Я поднес узелок к глазам, будто стараясь угадать, что было в нем.
– Харчи.
– Какие харчи?
– Обыкновенные. Хлеб, картошка, лук.
– Так что ж ты молчишь, балда? – рассвирепел Симонов. – Или у тебя совести нет? Я же с голоду подыхаю… – Повелительным жестом он показал на стол. – Выкладывай. Да поживей. А то самого сожру…
Я развернул узелок на столе. Симонов разлепил хлебные скибки и чуть не остолбенел.
– Ух ты! Масленые! Конопляное или подсолнечное?
– Подсолнечное, – сказал я. – Конопляное невкусное.
Симонов с шумом обнюхал хлеб.
– Подсолнечное. Запах свежий. Будто только с маслобойки… – И вдруг озабоченно: – А ты что стоишь? Присаживайся и угощайся. А то мне одному не справиться.
Я присел к столу, но есть отказался. Не успел проголодаться. К тому же еще не пришел в себя от обидного и холодного приема. Хорошо, что он сам увлекся едой и оставил меня в покое. И дал возможность хоть рассмотреть его. Вот он какой, Симонов! Хотя ничего особенного. Худощавый, приземистый, даже сутулый. Только волосы примечательные – густые, пышные, как шапка. Да глаза бойкие, колючие и продолговатые, как у татарина. А одет не очень-то чтобы уж прилично. Заплат, как у меня, нет, но костюмчику, наверно, сто лет в субботу. Да и сапоги стоптанные, хоть и до блеска начищенные.
– Понимаешь, какая чепуха, – рассуждал Симонов, запихивая в рот хлеб и картошку. – До зарплаты еще три дня, а я уже выдохся. Ни копейки в кармане. А занимать не в моих правилах. Не люблю одалживаться. Все одно отдавать. И получается брешь. Вот и приходится каждый раз перед зарплатой голодать. Так и сейчас. Со вчерашнего дня ничего во рту не было. Аж самого в живот втянуло… – Управившись с одной скибкой, он вытер ладонью рот и глянул на меня потеплевшими глазами. – А ты для чего столько харчей приволок?
Я отвел взгляд.
– Это все мать. «Возьми, – говорит, – не ровен час… Ну, как задержут. А то и посадят…»

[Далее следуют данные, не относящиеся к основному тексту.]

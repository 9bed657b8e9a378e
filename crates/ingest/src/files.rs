//! Readers for uploaded syllabus files.

use pulldown_cmark::{Event, Parser, TagEnd};
use serde::Serialize;
use tracing::debug;

use crate::error::{IngestError, Result};

/// Wrap width used when flattening HTML.
const HTML_TEXT_WIDTH: usize = 80;

/// File formats with a reader.
#[derive(Debug, Clone, Copy, PartialEq, Eq, Serialize)]
pub enum FileFormat {
    Text,
    Markdown,
    Pdf,
    Json,
    Html,
}

impl FileFormat {
    /// Extension table, checked case-insensitively.
    pub const EXTENSIONS: &'static [(&'static str, FileFormat)] = &[
        (".txt", FileFormat::Text),
        (".md", FileFormat::Markdown),
        (".pdf", FileFormat::Pdf),
        (".json", FileFormat::Json),
        (".py", FileFormat::Text),
        (".js", FileFormat::Text),
        (".html", FileFormat::Html),
        (".csv", FileFormat::Text),
    ];

    /// Supported extensions, in table order.
    pub fn supported() -> Vec<&'static str> {
        Self::EXTENSIONS.iter().map(|(ext, _)| *ext).collect()
    }

    /// Look up the reader for a lowercase extension such as `.md`.
    pub fn from_extension(extension: &str) -> Option<Self> {
        Self::EXTENSIONS
            .iter()
            .find(|(ext, _)| *ext == extension)
            .map(|(_, format)| *format)
    }

    fn read(&self, bytes: &[u8]) -> Result<String> {
        match self {
            FileFormat::Text => read_text(bytes),
            FileFormat::Markdown => read_markdown(bytes),
            FileFormat::Pdf => read_pdf(bytes),
            FileFormat::Json => read_json(bytes),
            FileFormat::Html => read_html(bytes),
        }
    }
}

/// Text extracted from one upload.
#[derive(Debug, Clone, PartialEq, Serialize)]
pub struct IngestedFile {
    pub filename: String,
    /// Lowercase extension including the dot.
    pub format: String,
    pub content: String,
    /// Length of `content` in characters.
    pub size: usize,
}

/// Lowercase extension of `filename` including the dot, or `""`.
pub fn extension_of(filename: &str) -> String {
    let name = filename.rsplit(['/', '\\']).next().unwrap_or(filename);
    match name.rfind('.') {
        Some(idx) if idx > 0 => name[idx..].to_lowercase(),
        _ => String::new(),
    }
}

/// Extract text from an uploaded file, dispatching on its extension.
pub fn process_file(filename: &str, bytes: &[u8]) -> Result<IngestedFile> {
    let extension = extension_of(filename);
    let format =
        FileFormat::from_extension(&extension).ok_or_else(|| IngestError::UnsupportedFormat {
            extension: extension.clone(),
            supported: FileFormat::supported(),
        })?;

    debug!("Reading {} ({} bytes) as {:?}", filename, bytes.len(), format);

    let content = format.read(bytes)?;
    let size = content.chars().count();

    Ok(IngestedFile {
        filename: filename.to_string(),
        format: extension,
        content,
        size,
    })
}

/// Render an upload as the markdown document fed to curriculum generation.
pub fn syllabus_document(file: &IngestedFile) -> String {
    format!(
        "# Uploaded Syllabus: {}\n\n## Content\n{}\n\n## Analysis\n- File Type: {}\n- Content Length: {} characters\n",
        file.filename, file.content, file.format, file.size
    )
}

fn read_text(bytes: &[u8]) -> Result<String> {
    String::from_utf8(bytes.to_vec()).map_err(|e| IngestError::Read(e.to_string()))
}

fn read_markdown(bytes: &[u8]) -> Result<String> {
    let source = read_text(bytes)?;
    let mut text = String::with_capacity(source.len());

    for event in Parser::new(&source) {
        match event {
            Event::Text(t) | Event::Code(t) | Event::Html(t) | Event::InlineHtml(t) => {
                text.push_str(&t)
            }
            Event::SoftBreak | Event::HardBreak => text.push('\n'),
            Event::End(TagEnd::Paragraph | TagEnd::Heading(_) | TagEnd::Item | TagEnd::CodeBlock) => {
                text.push('\n')
            }
            _ => {}
        }
    }

    Ok(text)
}

fn read_pdf(bytes: &[u8]) -> Result<String> {
    let document =
        lopdf::Document::load_mem(bytes).map_err(|e| IngestError::Read(format!("PDF: {}", e)))?;

    let mut pages = Vec::new();
    for page_number in document.get_pages().keys() {
        let text = document
            .extract_text(&[*page_number])
            .map_err(|e| IngestError::Read(format!("PDF page {}: {}", page_number, e)))?;
        pages.push(text);
    }

    Ok(pages.join("\n"))
}

fn read_json(bytes: &[u8]) -> Result<String> {
    let value: serde_json::Value =
        serde_json::from_slice(bytes).map_err(|e| IngestError::Read(format!("JSON: {}", e)))?;
    serde_json::to_string_pretty(&value).map_err(|e| IngestError::Read(e.to_string()))
}

fn read_html(bytes: &[u8]) -> Result<String> {
    html2text::from_read(bytes, HTML_TEXT_WIDTH)
        .map_err(|e| IngestError::Read(format!("HTML parsing error: {}", e)))
}
//! Tiny wins recording and export.

use axum::extract::State;
use axum::http::header::{CONTENT_DISPOSITION, CONTENT_TYPE};
use axum::response::{IntoResponse, Redirect};
use axum::Form;
use serde::Deserialize;

use crate::routes::local_redirect;
use crate::session::{CurrentSession, FlashLevel};
use crate::state::AppState;

#[derive(Deserialize)]
pub struct WinForm {
    pub kind: String,
    #[serde(default)]
    pub details: String,
    pub next: Option<String>,
}

/// Record a win and return to the page the form was on.
pub async fn record_win(
    State(state): State<AppState>,
    session: CurrentSession,
    Form(form): Form<WinForm>,
) -> Redirect {
    state
        .sessions
        .update(session.id, |ctx| {
            let title = ctx.wins.add_win(&form.kind, &form.details).map(|win| win.title);
            match title {
                Some(title) => ctx.flash(FlashLevel::Success, format!("🎉 {} achieved!", title)),
                None => ctx.flash(
                    FlashLevel::Error,
                    format!("Unknown win type: {}", form.kind),
                ),
            }
        })
        .await;

    Redirect::to(&local_redirect(form.next.as_deref()))
}

/// Download the win log as text.
pub async fn export_wins(session: CurrentSession) -> impl IntoResponse {
    (
        [
            (CONTENT_TYPE, "text/plain; charset=utf-8"),
            (CONTENT_DISPOSITION, "attachment; filename=\"tiny_wins.txt\""),
        ],
        session.context.wins.export(),
    )
}

#[cfg(test)]
mod tests {
    use crate::routes::test_support::*;
    use axum::http::header;
    use tower::ServiceExt;

    #[tokio::test]
    async fn test_record_and_export() {
        let (state, _) = test_state().await;
        let cookie = login(&state, "ada").await;

        let response = app(&state)
            .oneshot(form_request(
                "/wins",
                &cookie,
                "kind=first_run&details=hello+world&next=%2Fpaths%2F1",
            ))
            .await
            .unwrap();
        assert_eq!(location(&response), "/paths/1");

        let response = app(&state)
            .oneshot(get_request("/wins/export", &cookie))
            .await
            .unwrap();
        assert!(response
            .headers()
            .get(header::CONTENT_DISPOSITION)
            .unwrap()
            .to_str()
            .unwrap()
            .starts_with("attachment"));
        let body = body_text(response).await;
        assert!(body.contains("🏃 First Run\n   hello world"));
    }

    #[tokio::test]
    async fn test_unknown_kind_is_flashed() {
        let (state, _) = test_state().await;
        let cookie = login(&state, "ada").await;
        // Consume the welcome flash
        app(&state).oneshot(get_request("/", &cookie)).await.unwrap();

        let response = app(&state)
            .oneshot(form_request("/wins", &cookie, "kind=teleport"))
            .await
            .unwrap();
        assert_eq!(location(&response), "/");

        let body = body_text(app(&state).oneshot(get_request("/", &cookie)).await.unwrap()).await;
        assert!(body.contains("Unknown win type: teleport"));
    }
}
//! Chat history persistence.

use sqlx::SqlitePool;

use crate::models::ChatMessage;
use crate::Result;

/// Default number of messages returned by [`get_chat_history`] callers.
pub const DEFAULT_HISTORY_LIMIT: i64 = 50;

/// Append a chat message to a path's history.
pub async fn add_chat_message(
    pool: &SqlitePool,
    user_id: i64,
    path_id: i64,
    role: &str,
    content: &str,
) -> Result<()> {
    sqlx::query(
        r#"
        INSERT INTO chat_history (user_id, path_id, role, content)
        VALUES (?, ?, ?, ?)
        "#,
    )
    .bind(user_id)
    .bind(path_id)
    .bind(role)
    .bind(content)
    .execute(pool)
    .await?;

    Ok(())
}

/// Get the most recent `limit` messages, returned oldest first.
pub async fn get_chat_history(
    pool: &SqlitePool,
    user_id: i64,
    path_id: i64,
    limit: i64,
) -> Result<Vec<ChatMessage>> {
    let mut rows = sqlx::query_as::<_, ChatMessage>(
        r#"
        SELECT id, user_id, path_id, role, content, timestamp
        FROM chat_history
        WHERE user_id = ? AND path_id = ?
        ORDER BY timestamp DESC, id DESC
        LIMIT ?
        "#,
    )
    .bind(user_id)
    .bind(path_id)
    .bind(limit)
    .fetch_all(pool)
    .await?;

    rows.reverse();
    Ok(rows)
}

Симонов громко рассмеялся.
– Да кто ж тебя тут посадит? Да и за что? К тому же ты секретарь ячейки. Можно сказать, руководящее лицо. И без ведома моего никто с тобой ничего не сделает… – Он аккуратно завязал узелок и подал мне. – Большое спасибо! Так выручил…
Сразу все стало на свое место.
Он принялся расспрашивать меня о жизни и слушал внимательно, слегка наклонив голову. Иногда прерывал, просил повторить, поправлял неверно произнесенное слово. А когда я рассказал обо всем, взял со стола газету и протянул мне.
– Читай. Что хочешь…
Не переводя дух, я прочитал первую попавшуюся заметку. Симонов одобрительно кивнул и положил передо мной чистый лист бумаги. Откинувшись на гнутую спинку стула, он полузакрыл глаза и проговорил:
– Пиши диктант. Значит так… «Октябрьская революция принесла рабочим и беднейшему крестьянству избавление от ига самодержавия. Но она еще не завершила великого дела, ради которого свершилась. Предстоит окончательно размозжить голову гидре капитализма и построить новое социалистическое общество…»
Я написал все, что продиктовал он, и подал бумагу. Симонов читал долго, хмурился, морщился и под конец сказал:
– В общем ничего. Но могло быть и лучше… – И снова пристально посмотрел на меня. – Теперь перейдем к политике. Какие, по-твоему, задачи стоят перед комсомолом?
Я подумал и ответил, что комсомольцам в первую очередь нужно учиться.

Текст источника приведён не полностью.